== What to do ==
The answer must be an exact copy of all the data below.
.....
// Allow `Blob` to be used in multithreaded scenarios
unsafe impl Send for Blob {}
unsafe impl Sync for Blob {}

#[cfg(test)]
mod tests {
	use super::*;

	// Test basic functionality of the Blob struct
	#[test]
	fn basic_tests() {
		// Create a vector of bytes
		let vec = vec![0, 1, 2, 3, 4, 5, 6, 7];

		// Create a Blob instance from the vector
		let blob = Blob::from(&vec);

		// Assert that the Blob's length is correct
		assert_eq!(blob.len(), 8);

		// Assert that a range of bytes can be extracted from the Blob correctly
		assert_eq!(blob.range(2..5), &vec![2, 3, 4]);

		// Assert that the Blob's underlying bytes are the same as the original vector
		assert_eq!(blob.into_vec(), vec);
	}

	#[test]
	fn test_creation_and_invariants() {
		// From empty
		let empty_blob = Blob::new_empty();
		assert_eq!(empty_blob.len(), 0, "Expected empty Blob to have length 0");
		assert!(empty_blob.is_empty(), "Expected empty Blob to report is_empty() = true");

		// From a sized Blob
		let sized_blob = Blob::new_sized(5);
		assert_eq!(sized_blob.len(), 5, "Expected sized Blob to have length 5");
		assert_eq!(
			sized_blob.as_slice(),
			&[0, 0, 0, 0, 0],
			"Expected Blob to be all zeroes"
		);

		// From a vector of bytes
		let vector = vec![1, 2, 3, 4];
		let blob_from_vec = Blob::from(&vector);
		assert_eq!(
			blob_from_vec.len(),
			4,
			"Expected Blob length to match source vector length"
		);
		assert_eq!(
			blob_from_vec.as_slice(),
			vector.as_slice(),
			"Expected Blob content to match source vector"
		);

		// From a string
		let text = String::from("Hello, world!");
		let blob_from_string = Blob::from(&text);
		assert_eq!(
			blob_from_string.as_str(),
			text,
			"Expected string content to round-trip via Blob"
		);
	}

	// Test creating a Blob from a string
	#[test]
	fn string() {
		// Create a string with non-ASCII characters
		let text = String::from("Xylofön");

		// Assert that a Blob can be created from the string and converted back to a string correctly
		assert_eq!(Blob::from(text.clone()).as_str(), text);

		// Assert that a Blob can be created from a reference to the string and converted back to a string correctly
		assert_eq!(Blob::from(&text).as_str(), text);
		assert_eq!(Blob::from(&text).to_string(), text);

		// Assert that a Blob can be created from a reference to the string's underlying buffer and converted back to a string correctly
		assert_eq!(Blob::from(&*text).as_str(), text);
	}

	// Test creating an empty Blob
	#[test]
	fn empty() {
		// Create an empty string
		let text = String::new();

		// Assert that a Blob can be created from the empty string and correctly identified as empty
		assert!(Blob::from(&text).is_empty());
	}

	// Test the debug format of the Blob struct
	#[test]
	fn debug() {
		assert_eq!(
			format!("{:?}", Blob::from("Voisilmäpulla")),
			"Blob(14): 56 6f 69 73 69 6c 6d c3 a4 70 75 6c 6c 61"
		);
		assert_eq!(
			format!("{:?}", Blob::from("01234567890123456789012345678901")),
			"Blob(32): 30 31 32 33 34 35 36 37 38 39 30 31 32 33 34 35 36 37 38 39 30 31 32 33 34 35 36 37 38 39 30 31"
		);
	}

	#[test]
	fn test_new_empty() {
		let blob = Blob::new_empty();
		assert_eq!(blob.len(), 0);
		assert!(blob.is_empty());
	}

	#[test]
	fn test_new_sized() {
		let blob = Blob::new_sized(5);
		assert_eq!(blob.len(), 5);
		assert_eq!(blob.as_slice(), &[0, 0, 0, 0, 0]);
	}

	#[test]
	fn test_range() {
		let blob = Blob::from(&[10, 20, 30, 40, 50]);
		assert_eq!(blob.range(1..4), &[20, 30, 40]);
	}

	#[test]
	fn test_read_range() -> Result<()> {
		let blob = Blob::from("abcdef");
		let br_ok = ByteRange { offset: 2, length: 3 };
		let subset = blob.read_range(&br_ok)?;
		assert_eq!(subset.as_str(), "cde");

		let br_fail = ByteRange { offset: 4, length: 10 };
		let subset_fail = blob.read_range(&br_fail);
		assert!(
			subset_fail.is_err(),
			"Expected failure if offset+length exceeds Blob length"
		);
		Ok(())
	}

	#[test]
	fn test_read_range_error() {
		let blob = Blob::from(&[1, 2, 3]);
		let br = ByteRange { offset: 2, length: 5 };
		let result = blob.read_range(&br);
		assert!(result.is_err(), "Should fail if offset+length > blob length");
	}

	#[test]
	fn test_as_str_behavior() {
		let valid = Blob::from("Xylofön");
		assert_eq!(valid.as_str(), "Xylofön");

		let invalid_utf8 = vec![0xC3, 0x28]; // invalid sequence
		let invalid_blob = Blob::from(invalid_utf8);
		let result = std::panic::catch_unwind(|| invalid_blob.as_str());
		assert!(result.is_err());
	}

	/// Verifies that `into_string` similarly panics if the data is not valid UTF-8.
	#[test]
	fn test_into_string_behavior() {
		let valid = Blob::from("Heippa");
		let converted = valid.into_string();
		assert_eq!(
			converted, "Heippa",
			"Expected valid UTF-8 to convert into_string() successfully"
		);

		let invalid_utf8 = vec![0xFF, 0xFE, 0xFD];
		let invalid_blob = Blob::from(invalid_utf8);
		let result = std::panic::catch_unwind(|| invalid_blob.into_string());
		assert!(result.is_err(), "Expected panic for invalid UTF-8 in into_string()");
	}

	#[test]
	fn test_as_hex() {
		let blob = Blob::from(&[0xAB, 0xCD, 0xEF]);
		assert_eq!(blob.as_hex(), "ab cd ef");
	}

	#[test]
	fn test_debug_representation() {
		let blob = Blob::from("Voisilmäpulla");
		let debug_str = format!("{blob:?}");
		// Example: "Blob(14): 56 6f 69 73 69 6c 6d c3 a4 70 75 6c 6c 61"
		assert!(debug_str.starts_with("Blob(14):"));
		assert!(debug_str.contains("56 6f 69 73 69 6c 6d"));
	}

	#[test]
	fn test_display_representation() {
		let blob = Blob::from("Förstår du svenska?");
		let display_str = format!("{blob}");
		assert_eq!(display_str, "Förstår du svenska?");
	}

	#[test]
	fn test_into_vec() {
		let original = vec![1, 2, 3, 4];
		let blob = Blob::from(&original);
		let converted = blob.into_vec();
		assert_eq!(converted, original);
	}

	#[test]
	fn test_is_empty() {
		let empty_blob = Blob::new_empty();
		assert!(empty_blob.is_empty());

		let non_empty_blob = Blob::from("hello");
		assert!(!non_empty_blob.is_empty());
	}

	#[test]
	fn test_from_string() {
		let text = String::from("Hello!");
		let blob = Blob::from(text.clone());
		assert_eq!(blob.as_str(), "Hello!");

		let blob_ref = Blob::from(&text);
		assert_eq!(blob_ref.as_str(), "Hello!");
	}

	#[test]
	fn test_as_mut_slice() {
		let mut blob = Blob::from("abc");
		let slice = blob.as_mut_slice();
		slice[0] = b'z';
		assert_eq!(blob.as_str(), "zbc");
	}
}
.....
== Solution to this task ==
// Allow `Blob` to be used in multithreaded scenarios
unsafe impl Send for Blob {}
unsafe impl Sync for Blob {}

#[cfg(test)]
mod tests {
	use super::*;

	// Test basic functionality of the Blob struct
	#[test]
	fn basic_tests() {
		// Create a vector of bytes
		let vec = vec![0, 1, 2, 3, 4, 5, 6, 7];

		// Create a Blob instance from the vector
		let blob = Blob::from(&vec);

		// Assert that the Blob's length is correct
		assert_eq!(blob.len(), 8);

		// Assert that a range of bytes can be extracted from the Blob correctly
		assert_eq!(blob.range(2..5), &vec![2, 3, 4]);

		// Assert that the Blob's underlying bytes are the same as the original vector
		assert_eq!(blob.into_vec(), vec);
	}

	#[test]
	fn test_creation_and_invariants() {
		// From empty
		let empty_blob = Blob::new_empty();
		assert_eq!(empty_blob.len(), 0, "Expected empty Blob to have length 0");
		assert!(empty_blob.is_empty(), "Expected empty Blob to report is_empty() = true");

		// From a sized Blob
		let sized_blob = Blob::new_sized(5);
		assert_eq!(sized_blob.len(), 5, "Expected sized Blob to have length 5");
		assert_eq!(
			sized_blob.as_slice(),
			&[0, 0, 0, 0, 0],
			"Expected Blob to be all zeroes"
		);

		// From a vector of bytes
		let vector = vec![1, 2, 3, 4];
		let blob_from_vec = Blob::from(&vector);
		assert_eq!(
			blob_from_vec.len(),
			4,
			"Expected Blob length to match source vector length"
		);
		assert_eq!(
			blob_from_vec.as_slice(),
			vector.as_slice(),
			"Expected Blob content to match source vector"
		);

		// From a string
		let text = String::from("Hello, world!");
		let blob_from_string = Blob::from(&text);
		assert_eq!(
			blob_from_string.as_str(),
			text,
			"Expected string content to round-trip via Blob"
		);
	}

	// Test creating a Blob from a string
	#[test]
	fn string() {
		// Create a string with non-ASCII characters
		let text = String::from("Xylofön");

		// Assert that a Blob can be created from the string and converted back to a string correctly
		assert_eq!(Blob::from(text.clone()).as_str(), text);

		// Assert that a Blob can be created from a reference to the string and converted back to a string correctly
		assert_eq!(Blob::from(&text).as_str(), text);
		assert_eq!(Blob::from(&text).to_string(), text);

		// Assert that a Blob can be created from a reference to the string's underlying buffer and converted back to a string correctly
		assert_eq!(Blob::from(&*text).as_str(), text);
	}

	// Test creating an empty Blob
	#[test]
	fn empty() {
		// Create an empty string
		let text = String::new();

		// Assert that a Blob can be created from the empty string and correctly identified as empty
		assert!(Blob::from(&text).is_empty());
	}

	// Test the debug format of the Blob struct
	#[test]
	fn debug() {
		assert_eq!(
			format!("{:?}", Blob::from("Voisilmäpulla")),
			"Blob(14): 56 6f 69 73 69 6c 6d c3 a4 70 75 6c 6c 61"
		);
		assert_eq!(
			format!("{:?}", Blob::from("01234567890123456789012345678901")),
			"Blob(32): 30 31 32 33 34 35 36 37 38 39 30 31 32 33 34 35 36 37 38 39 30 31 32 33 34 35 36 37 38 39 30 31"
		);
	}

	#[test]
	fn test_new_empty() {
		let blob = Blob::new_empty();
		assert_eq!(blob.len(), 0);
		assert!(blob.is_empty());
	}

	#[test]
	fn test_new_sized() {
		let blob = Blob::new_sized(5);
		assert_eq!(blob.len(), 5);
		assert_eq!(blob.as_slice(), &[0, 0, 0, 0, 0]);
	}

	#[test]
	fn test_range() {
		let blob = Blob::from(&[10, 20, 30, 40, 50]);
		assert_eq!(blob.range(1..4), &[20, 30, 40]);
	}

	#[test]
	fn test_read_range() -> Result<()> {
		let blob = Blob::from("abcdef");
		let br_ok = ByteRange { offset: 2, length: 3 };
		let subset = blob.read_range(&br_ok)?;
		assert_eq!(subset.as_str(), "cde");

		let br_fail = ByteRange { offset: 4, length: 10 };
		let subset_fail = blob.read_range(&br_fail);
		assert!(
			subset_fail.is_err(),
			"Expected failure if offset+length exceeds Blob length"
		);
		Ok(())
	}

	#[test]
	fn test_read_range_error() {
		let blob = Blob::from(&[1, 2, 3]);
		let br = ByteRange { offset: 2, length: 5 };
		let result = blob.read_range(&br);
		assert!(result.is_err(), "Should fail if offset+length > blob length");
	}

	#[test]
	fn test_as_str_behavior() {
		let valid = Blob::from("Xylofön");
		assert_eq!(valid.as_str(), "Xylofön");

		let invalid_utf8 = vec![0xC3, 0x28]; // invalid sequence
		let invalid_blob = Blob::from(invalid_utf8);
		let result = std::panic::catch_unwind(|| invalid_blob.as_str());
		assert!(result.is_err());
	}

	/// Verifies that `into_string` similarly panics if the data is not valid UTF-8.
	#[test]
	fn test_into_string_behavior() {
		let valid = Blob::from("Heippa");
		let converted = valid.into_string();
		assert_eq!(
			converted, "Heippa",
			"Expected valid UTF-8 to convert into_string() successfully"
		);

		let invalid_utf8 = vec![0xFF, 0xFE, 0xFD];
		let invalid_blob = Blob::from(invalid_utf8);
		let result = std::panic::catch_unwind(|| invalid_blob.into_string());
		assert!(result.is_err(), "Expected panic for invalid UTF-8 in into_string()");
	}

	#[test]
	fn test_as_hex() {
		let blob = Blob::from(&[0xAB, 0xCD, 0xEF]);
		assert_eq!(blob.as_hex(), "ab cd ef");
	}

	#[test]
	fn test_debug_representation() {
		let blob = Blob::from("Voisilmäpulla");
		let debug_str = format!("{blob:?}");
		// Example: "Blob(14): 56 6f 69 73 69 6c 6d c3 a4 70 75 6c 6c 61"
		assert!(debug_str.starts_with("Blob(14):"));
		assert!(debug_str.contains("56 6f 69 73 69 6c 6d"));
	}

	#[test]
	fn test_display_representation() {
		let blob = Blob::from("Förstår du svenska?");
		let display_str = format!("{blob}");
		assert_eq!(display_str, "Förstår du svenska?");
	}

	#[test]
	fn test_into_vec() {
		let original = vec![1, 2, 3, 4];
		let blob = Blob::from(&original);
		let converted = blob.into_vec();
		assert_eq!(converted, original);
	}

	#[test]
	fn test_is_empty() {
		let empty_blob = Blob::new_empty();
		assert!(empty_blob.is_empty());

		let non_empty_blob = Blob::from("hello");
		assert!(!non_empty_blob.is_empty());
	}

	#[test]
	fn test_from_string() {
		let text = String::from("Hello!");
		let blob = Blob::from(text.clone());
		assert_eq!(blob.as_str(), "Hello!");

		let blob_ref = Blob::from(&text);
		assert_eq!(blob_ref.as_str(), "Hello!");
	}

	#[test]
	fn test_as_mut_slice() {
		let mut blob = Blob::from("abc");
		let slice = blob.as_mut_slice();
		slice[0] = b'z';
		assert_eq!(blob.as_str(), "zbc");
	}
}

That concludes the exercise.